Emenda pior que o soneto
Os estudos revisados mostram que entre 18% e 60% das crianças e adolescentes são classificados acima de limiares conhecidos de riscos para dificuldades psicológicas como ansiedade e depressão, níveis maiores que os pré-pandêmicos. Em países como EUA, Escócia e Índia, 36 a 47% dos jovens tiveram uma queda na atividade física, também associada fortemente à saúde mental. Na Espanha, os jovens aumentaram em até três horas diárias o tempo que passam olhando para telas de computador ou celular, na Índia o aumento foi de 70% em relação a antes da pandemia.
Especialistas como o psicólogo social Jonathan Haidt suspeitam que as redes sociais estão por trás de uma grande crise de saúde mental entre os adolescentes — especialmente do sexo feminino, que foi justamente o mais representado entre os que sofrem de “Covid longa”.
O estudo da Covid longa teve como primeiro autor Joel Selvakumar, médico do Departamento de Pediatria e Saúde Adolescente do Hospital Universitário Akershus, na Noruega, e 19 outros autores afiliados a outras instituições da Noruega, Suécia, Reino Unido, China e Austrália. Em um gráfico detalhando quais sintomas andaram juntos, eles mostraram que o cansaço, o desajuste emocional, a solidão e depressão estão todos ligados.

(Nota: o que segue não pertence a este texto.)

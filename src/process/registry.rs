/*!
 * Process Registry
 * Single owner of all mutable process state: records, counters, admission slots
 */

use super::types::{ProcessInfo, ProcessManagerStats, ProcessStatus};
use crate::core::errors::{ExecError, ExecResult};
use crate::core::types::{to_timestamp_ms, OsPid, ProcessId};
use crate::process::config::ProcessLimits;
use parking_lot::Mutex;
use std::collections::HashMap;
use std::time::{Duration, SystemTime};
use tokio::sync::mpsc;
use tokio::time::Instant;

/// Requests delivered to a process supervisor
#[derive(Debug, Clone, Copy, PartialEq, Eq)]
pub enum ProcessSignal {
    /// Graceful termination, forceful after `grace`
    Terminate { grace: Duration },
    /// Forceful termination now
    Kill,
}

/// Why the runner asked a process to stop
#[derive(Debug, Clone, Copy, PartialEq, Eq)]
pub enum KillReason {
    Timeout,
    Requested,
    ResourceLimit,
    Shutdown,
}

/// The only way to reach the OS process; never leaves this module tree
#[derive(Debug)]
pub(crate) struct ProcessHandle {
    control: mpsc::UnboundedSender<ProcessSignal>,
}

impl ProcessHandle {
    pub(crate) fn new(control: mpsc::UnboundedSender<ProcessSignal>) -> Self {
        Self { control }
    }

    fn send(&self, signal: ProcessSignal) -> bool {
        self.control.send(signal).is_ok()
    }
}

/// One running or recently terminated process
#[derive(Debug)]
pub(crate) struct ProcessRecord {
    pub id: ProcessId,
    pub command: String,
    pub args: Vec<String>,
    pub pid: Option<OsPid>,
    pub started_at: SystemTime,
    pub started: Instant,
    pub ended_at: Option<SystemTime>,
    pub ended: Option<Instant>,
    pub status: ProcessStatus,
    pub memory_usage_mb: f64,
    pub cpu_usage_percent: Option<f64>,
    pub max_memory_mb: u64,
    pub max_cpu_percent: f64,
    pub deadline: Option<Instant>,
    pub exit_code: Option<i32>,
    pub signal: Option<String>,
    pub kill_reason: Option<KillReason>,
    handle: ProcessHandle,
}

impl ProcessRecord {
    /// Limits are copied in so later `update_limits` calls leave this process's contract alone
    pub(crate) fn new(
        id: ProcessId,
        command: String,
        args: Vec<String>,
        pid: Option<OsPid>,
        limits: &ProcessLimits,
        deadline: Instant,
        handle: ProcessHandle,
    ) -> Self {
        Self {
            id,
            command,
            args,
            pid,
            started_at: SystemTime::now(),
            started: Instant::now(),
            ended_at: None,
            ended: None,
            status: ProcessStatus::Running,
            memory_usage_mb: 0.0,
            cpu_usage_percent: None,
            max_memory_mb: limits.max_process_memory_mb,
            max_cpu_percent: limits.max_process_cpu_percent,
            deadline: Some(deadline),
            exit_code: None,
            signal: None,
            kill_reason: None,
            handle,
        }
    }

    pub(crate) fn is_running(&self) -> bool {
        self.status == ProcessStatus::Running
    }

    pub(crate) fn info(&self) -> ProcessInfo {
        ProcessInfo {
            id: self.id.clone(),
            command: self.command.clone(),
            args: self.args.clone(),
            pid: self.pid,
            started_at: to_timestamp_ms(self.started_at),
            ended_at: self.ended_at.map(to_timestamp_ms),
            status: self.status,
            memory_usage_mb: self.memory_usage_mb,
            cpu_usage_percent: self.cpu_usage_percent,
            max_memory_mb: self.max_memory_mb,
            max_cpu_percent: self.max_cpu_percent,
            exit_code: self.exit_code,
            signal: self.signal.clone(),
        }
    }

    fn is_expired(&self, now: Instant, retention: Duration) -> bool {
        match self.ended {
            Some(ended) => self.status.is_terminal() && now.saturating_duration_since(ended) >= retention,
            None => false,
        }
    }
}

/// How the OS reported the end of a process
#[derive(Debug, Clone, Default, PartialEq, Eq)]
pub struct ExitOutcome {
    pub exit_code: Option<i32>,
    pub signal: Option<String>,
}

/// Derive the terminal status of an exited process.
///
/// The runner's own deadline path wins, then any kill (ours or an outside
/// signal), then the exit code.
pub fn derive_status(kill_reason: Option<KillReason>, outcome: &ExitOutcome) -> ProcessStatus {
    match kill_reason {
        Some(KillReason::Timeout) => ProcessStatus::Timeout,
        Some(_) => ProcessStatus::Killed,
        None if outcome.signal.is_some() => ProcessStatus::Killed,
        None if outcome.exit_code == Some(0) => ProcessStatus::Completed,
        None => ProcessStatus::Failed,
    }
}

/// Snapshot of a finalized record, handed back to the supervisor
#[derive(Debug, Clone, Copy)]
pub(crate) struct Finalized {
    pub status: ProcessStatus,
    pub execution_time: Duration,
}

/// Identity of a running process for one sampler pass
#[derive(Debug, Clone)]
pub(crate) struct SampleTarget {
    pub id: ProcessId,
    pub pid: Option<OsPid>,
    pub age: Duration,
}

/// Mapping from id to record plus monotonic counters
#[derive(Debug, Default)]
pub(crate) struct Registry {
    records: HashMap<ProcessId, ProcessRecord>,
    /// Admission slots handed out but not yet registered
    reserved: usize,
    stats: ProcessManagerStats,
}

impl Registry {
    pub(crate) fn new() -> Self {
        Self::default()
    }

    pub(crate) fn running_count(&self) -> usize {
        self.records.values().filter(|r| r.is_running()).count()
    }

    /// Claim a slot; running + reserved may never exceed `limit`
    fn reserve(&mut self, limit: usize) -> ExecResult<()> {
        let active = self.running_count() + self.reserved;
        if active >= limit {
            return Err(ExecError::ResourceExhausted { active, limit });
        }
        self.reserved += 1;
        Ok(())
    }

    fn release(&mut self) {
        self.reserved = self.reserved.saturating_sub(1);
    }

    fn insert(&mut self, record: ProcessRecord) {
        self.release();
        self.stats.total_processes += 1;
        self.stats.active_processes += 1;
        self.records.insert(record.id.clone(), record);
    }

    pub(crate) fn get(&self, id: &str) -> Option<&ProcessRecord> {
        self.records.get(id)
    }

    pub(crate) fn get_mut(&mut self, id: &str) -> Option<&mut ProcessRecord> {
        self.records.get_mut(id)
    }

    pub(crate) fn infos(&self) -> Vec<ProcessInfo> {
        self.records.values().map(ProcessRecord::info).collect()
    }

    pub(crate) fn running_ids(&self) -> Vec<ProcessId> {
        self.records
            .values()
            .filter(|r| r.is_running())
            .map(|r| r.id.clone())
            .collect()
    }

    pub(crate) fn sample_targets(&self, now: Instant) -> Vec<SampleTarget> {
        self.records
            .values()
            .filter(|r| r.is_running())
            .map(|r| SampleTarget {
                id: r.id.clone(),
                pid: r.pid,
                age: now.saturating_duration_since(r.started),
            })
            .collect()
    }

    /// Ask a running process to stop. The first reason recorded wins.
    /// Returns false for unknown or terminal records.
    pub(crate) fn signal(&mut self, id: &str, signal: ProcessSignal, reason: KillReason) -> ExecResult<bool> {
        let Some(record) = self.records.get_mut(id) else {
            return Ok(false);
        };
        if !record.is_running() {
            return Ok(false);
        }
        record.kill_reason.get_or_insert(reason);
        if record.handle.send(signal) {
            Ok(true)
        } else {
            Err(ExecError::KillFailure {
                id: id.to_string(),
                reason: "process supervisor is gone".to_string(),
            })
        }
    }

    /// Record that the deadline path is terminating this process
    pub(crate) fn mark_timed_out(&mut self, id: &str) {
        if let Some(record) = self.records.get_mut(id) {
            if record.is_running() {
                record.kill_reason.get_or_insert(KillReason::Timeout);
            }
        }
    }

    /// Move a record to its terminal state. Idempotent: returns `None` when
    /// the record is gone or already terminal.
    pub(crate) fn finalize(&mut self, id: &str, outcome: ExitOutcome) -> Option<Finalized> {
        let record = self.records.get_mut(id)?;
        if record.status.is_terminal() {
            return None;
        }

        let status = derive_status(record.kill_reason, &outcome);
        let now = Instant::now();
        record.status = status;
        record.exit_code = outcome.exit_code;
        record.signal = outcome.signal;
        record.ended = Some(now);
        record.ended_at = Some(SystemTime::now());
        record.deadline = None;
        record.cpu_usage_percent = None;
        let execution_time = now.saturating_duration_since(record.started);

        let stats = &mut self.stats;
        stats.active_processes = stats.active_processes.saturating_sub(1);
        match status {
            ProcessStatus::Completed => stats.completed_processes += 1,
            ProcessStatus::Failed => stats.failed_processes += 1,
            ProcessStatus::Timeout => stats.timeout_processes += 1,
            ProcessStatus::Killed => stats.killed_processes += 1,
            ProcessStatus::Running => {}
        }

        Some(Finalized {
            status,
            execution_time,
        })
    }

    /// Remove one record if it is terminal and past retention
    pub(crate) fn evict_if_expired(&mut self, id: &str, now: Instant, retention: Duration) -> bool {
        let expired = self
            .records
            .get(id)
            .is_some_and(|r| r.is_expired(now, retention));
        if expired {
            self.records.remove(id);
        }
        expired
    }

    /// Remove every terminal record past retention; running records are never touched
    pub(crate) fn evict_expired(&mut self, now: Instant, retention: Duration) -> Vec<ProcessId> {
        let expired: Vec<ProcessId> = self
            .records
            .values()
            .filter(|r| r.is_expired(now, retention))
            .map(|r| r.id.clone())
            .collect();
        for id in &expired {
            self.records.remove(id);
        }
        expired
    }

    /// Refresh the aggregate fields from current contents
    pub(crate) fn recompute_aggregates(&mut self) {
        let running = self.records.values().filter(|r| r.is_running());
        let (mut count, mut memory, mut cpu) = (0usize, 0.0f64, 0.0f64);
        for record in running {
            count += 1;
            memory += record.memory_usage_mb;
            cpu += record.cpu_usage_percent.unwrap_or(0.0);
        }
        self.stats.active_processes = count;
        self.stats.total_memory_usage_mb = memory;
        self.stats.total_cpu_usage = cpu;
    }

    pub(crate) fn stats(&self) -> ProcessManagerStats {
        self.stats.clone()
    }

    pub(crate) fn clear(&mut self) {
        self.records.clear();
        self.reserved = 0;
        self.stats.active_processes = 0;
        self.stats.total_memory_usage_mb = 0.0;
        self.stats.total_cpu_usage = 0.0;
    }
}

/// A claimed admission slot.
///
/// Acquired and consumed without an await in between, so the count check
/// and the registration are one step. Dropping an unconsumed ticket (spawn
/// failure) hands the slot back.
pub(crate) struct AdmissionTicket<'a> {
    registry: &'a Mutex<Registry>,
    consumed: bool,
}

impl<'a> AdmissionTicket<'a> {
    pub(crate) fn acquire(registry: &'a Mutex<Registry>, limit: usize) -> ExecResult<Self> {
        registry.lock().reserve(limit)?;
        Ok(Self {
            registry,
            consumed: false,
        })
    }

    /// Turn the reserved slot into a registered record
    pub(crate) fn register(mut self, record: ProcessRecord) {
        self.registry.lock().insert(record);
        self.consumed = true;
    }
}

impl Drop for AdmissionTicket<'_> {
    fn drop(&mut self) {
        if !self.consumed {
            self.registry.lock().release();
        }
    }
}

Esses fatores também estão ligados ao neuroticismo — não tem caráter insultuoso como “neurótico”, mas significa uma propensão a emoções negativas que é um dos cinco principais componentes da personalidade nas melhores teorias atuais. Em praticamente todos os estudos de personalidade as mulheres têm maiores notas nessa característica, e mostram diferenças grandes comparadas aos homens em traços de personalidade relacionados como cordialidade, sensibilidade (uma diferença maior que 200%), apreensão e tensão. Portanto, para lidar com problemas como a “Covid longa”, é preciso reconhecer as diferenças psicológicas entre os sexos.